1. Overview

The previous build closed on a screenshot of the agent’s context window near the ceiling, with a one-line warning: “in this lesson we nearly ran out of context within the agent. That’s why the next lesson is about managing it.” This is that lesson. Context is a finite (and expensive) resource we need to manage through multiple levers, not a single trick. Let’s now focus on that resource – context – as a budget with six distinct facets:

  • (1) prompt hygiene,
  • (2) sub-agent dispatch,
  • (3) decomposition reasoning,
  • (4) briefing,
  • (5) the Opus-plans / Sonnet-executes model split, and
  • (6) /compact.

Lever 1, prompt hygiene, has actually been quietly running since the Adding Tests rebuild. The prompt body has been shrinking while project complexity hasn’t, because durable content keeps migrating into CLAUDE.md. The file has grown from two sections to seven across the last three rebuilds; this rebuild’s prompt body is the previous rebuild’s modulo two added lines. For a one-shot rebuild like this one, the location doesn’t actually change anything. Whether a rule sits verbatim in the prompt or in CLAUDE.md, the same information lands in the same context window, so the token cost is identical. Where it pays off is future conversations and additional features built on the same project, where durable rules already live in the right home instead of being re-typed. We’ll explore this separately.

One framing note carries through the rest of the lesson: once sub-agents enter the picture, the window the developer manages is the main agent context (the orchestrator’s), not the sum of every window the system opens.

This lesson narrates the recorded run on the module2-lesson5 branch in private/faic.

2. Setting Up the Experiment

The setup mirrors the previous four runs. Fresh codebase on the module2-lesson5 branch; we’ll carry forward main artifacts from the previous rebuild: CLAUDE.md, checkstyle.xml, .gitignore, .claude/settings.local.json. Same model family, same tools, same Jira Lite spec.

Simply put, we’ll focus on context as a managed resource; everything else is mostly the same.
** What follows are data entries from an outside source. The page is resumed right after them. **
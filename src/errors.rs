use thiserror::Error;

#[derive(Error, Debug)]
pub enum MoodMeshError {
    #[error("Database error: {0}")]
    Database(#[from] sqlx::Error),

    #[error("User {user_id} already posted on {date}")]
    AlreadyPostedToday { user_id: String, date: String },

    #[error("Entry text too short: {got} characters (minimum {minimum})")]
    EntryTooShort { got: usize, minimum: usize },

    #[error("Missing required field: {0}")]
    MissingField(&'static str),

    #[error("Invalid date: {0} (expected YYYY-MM-DD)")]
    InvalidDate(String),

    #[error("Invalid month: {0} (expected YYYY-MM)")]
    InvalidMonth(String),

    #[error("Serialization error: {0}")]
    Serialization(#[from] serde_json::Error),
    #[error("TOML parsing error: {0}")]
    TomlParsing(#[from] toml::de::Error),

    #[error("IO error: {0}")]
    Io(#[from] std::io::Error),
}

pub type Result<T> = std::result::Result<T, MoodMeshError>;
3. Telling the Orchestrator When to Dispatch and Which Model to Use

Two new sections need to land in CLAUDE.md: ## Sub-Agents first, the context-isolation lever, and ## Models second, the cost and capability lever. Here’s why each is shaped the way it is.

Sub-Agents

A sub-agent is a separate Claude Code session the orchestrator spawns to handle a bounded chunk of work. (The orchestrator, the main Claude Code session we sent the prompt to, and the main agent are the same thing.) It has its own context window, returns only the result, and the orchestrator’s window only sees the summary, not the line-by-line generation. That’s why it’s such as powerful way of keeping the orchestrator context clean: the bulky work happens elsewhere, and the main agent context, the window we’re trying to keep lean, stays light.
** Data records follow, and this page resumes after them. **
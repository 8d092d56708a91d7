/// Stats-related API handlers
use axum::extract::Path;
use axum::extract::State;
use axum::http::StatusCode;
use axum::Json;
use tracing::error;
use tracing::info;

use super::AppState;
use crate::api::types::ApiResponse;
use crate::api::types::CountriesResponse;
use crate::models;
use crate::stats;
use crate::stats::DailyStats;
use crate::stats::MonthlyStats;

/// Daily statistics for a country (GET /api/stats/:country/:date)
pub async fn get_daily_stats(
    State(state): State<AppState>,
    Path((country, date)): Path<(String, String)>,
) -> (StatusCode, Json<ApiResponse<DailyStats>>) {
    info!("GET /api/stats/{}/{}", country, date);

    let date = match models::parse_date(&date) {
        Ok(date) => date,
        Err(e) => {
            return (
                StatusCode::BAD_REQUEST,
                Json(ApiResponse::error(e.to_string())),
            );
        }
    };

    match state
        .database
        .list_entries_by_country_date(&country, date)
        .await
    {
        Ok(entries) => {
            let stats = stats::daily_stats(&country, date, &entries);
            (StatusCode::OK, Json(ApiResponse::success(stats)))
        }
        Err(e) => {
            error!("Failed to load entries for {}/{}: {}", country, date, e);
            (
                StatusCode::INTERNAL_SERVER_ERROR,
                Json(ApiResponse::error(format!("Database error: {e}"))),
            )
        }
    }
}

/// Monthly statistics for a country (GET /api/stats/:country/month/:year_month)
pub async fn get_monthly_stats(
    State(state): State<AppState>,
    Path((country, year_month)): Path<(String, String)>,
) -> (StatusCode, Json<ApiResponse<MonthlyStats>>) {
    info!("GET /api/stats/{}/month/{}", country, year_month);

    let (start, end) = match models::month_bounds(&year_month) {
        Ok(bounds) => bounds,
        Err(e) => {
            return (
                StatusCode::BAD_REQUEST,
                Json(ApiResponse::error(e.to_string())),
            );
        }
    };

    match state
        .database
        .list_entries_by_country_date_range(&country, start, end)
        .await
    {
        Ok(entries) => {
            let stats = stats::monthly_stats(&country, &year_month, &entries);
            (StatusCode::OK, Json(ApiResponse::success(stats)))
        }
        Err(e) => {
            error!(
                "Failed to load entries for {}/{}: {}",
                country, year_month, e
            );
            (
                StatusCode::INTERNAL_SERVER_ERROR,
                Json(ApiResponse::error(format!("Database error: {e}"))),
            )
        }
    }
}

/// All countries with entries (GET /api/countries)
pub async fn get_countries(
    State(state): State<AppState>,
) -> (StatusCode, Json<ApiResponse<CountriesResponse>>) {
    info!("GET /api/countries");

    match state.database.list_countries().await {
        Ok(countries) => (
            StatusCode::OK,
            Json(ApiResponse::success(CountriesResponse { countries })),
        ),
        Err(e) => {
            error!("Failed to list countries: {}", e);
            (
                StatusCode::INTERNAL_SERVER_ERROR,
                Json(ApiResponse::error(format!("Database error: {e}"))),
            )
        }
    }
}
The why is decomposition, and it isn’t really optional. On any reasonably sized project (even this one, which is barely past just beginning), a single agent can’t fit everything inline within its context window. You run out. Dispatching sub-agents is what forces the main agent context to stay clean by moving the bulky work elsewhere, and that constraint is how the build finishes at all.

Mechanically, sections nothing else depends on (controllers, tests, DTOs, the terminal nodes in the project’s dependency graph) are the natural candidates: hand them off, integrate the result. Foundation work (entities, the core service graph, security configuration) stays with the orchestrator because everything else builds on top of it. Briefing is implicit in the section text: CLAUDE.md is auto-inherited by every sub-agent, so the durable rules travel for free.

Models

The ## Models section picks up where the model framing left off earlier in the course. Here’s the split earning its place across these rebuilds: Opus for planning, decomposition, and judgment; Sonnet for mechanical execution. Opus is better at planning and judgment; Sonnet is fast and cheap enough for execution where there aren’t hard calls to make. Window size is not the deciding lever anyway. Current Claude Code can expose 1M-context variants for both Opus and Sonnet when the account and model selection support them, but long-context degradation is a property of the transformer architecture itself, not of any one model: cross-model studies covering Claude, GPT, Gemini, Llama, Mistral, and Qwen all show output quality declining gradually as input grows, well before the nominal window fills. So the practical ceiling is set by quality decay, not by the token limit, and the levers apply universally. The model split is about planning-vs-execution capability, not about who has more room. In the recorded run, the observable boundary is delegation: the main session is an Opus session, while the policy says bounded execution work should move to Sonnet when that work is explicitly dispatched or configured for it. This is not a claim that the orchestrator silently switches models mid-conversation.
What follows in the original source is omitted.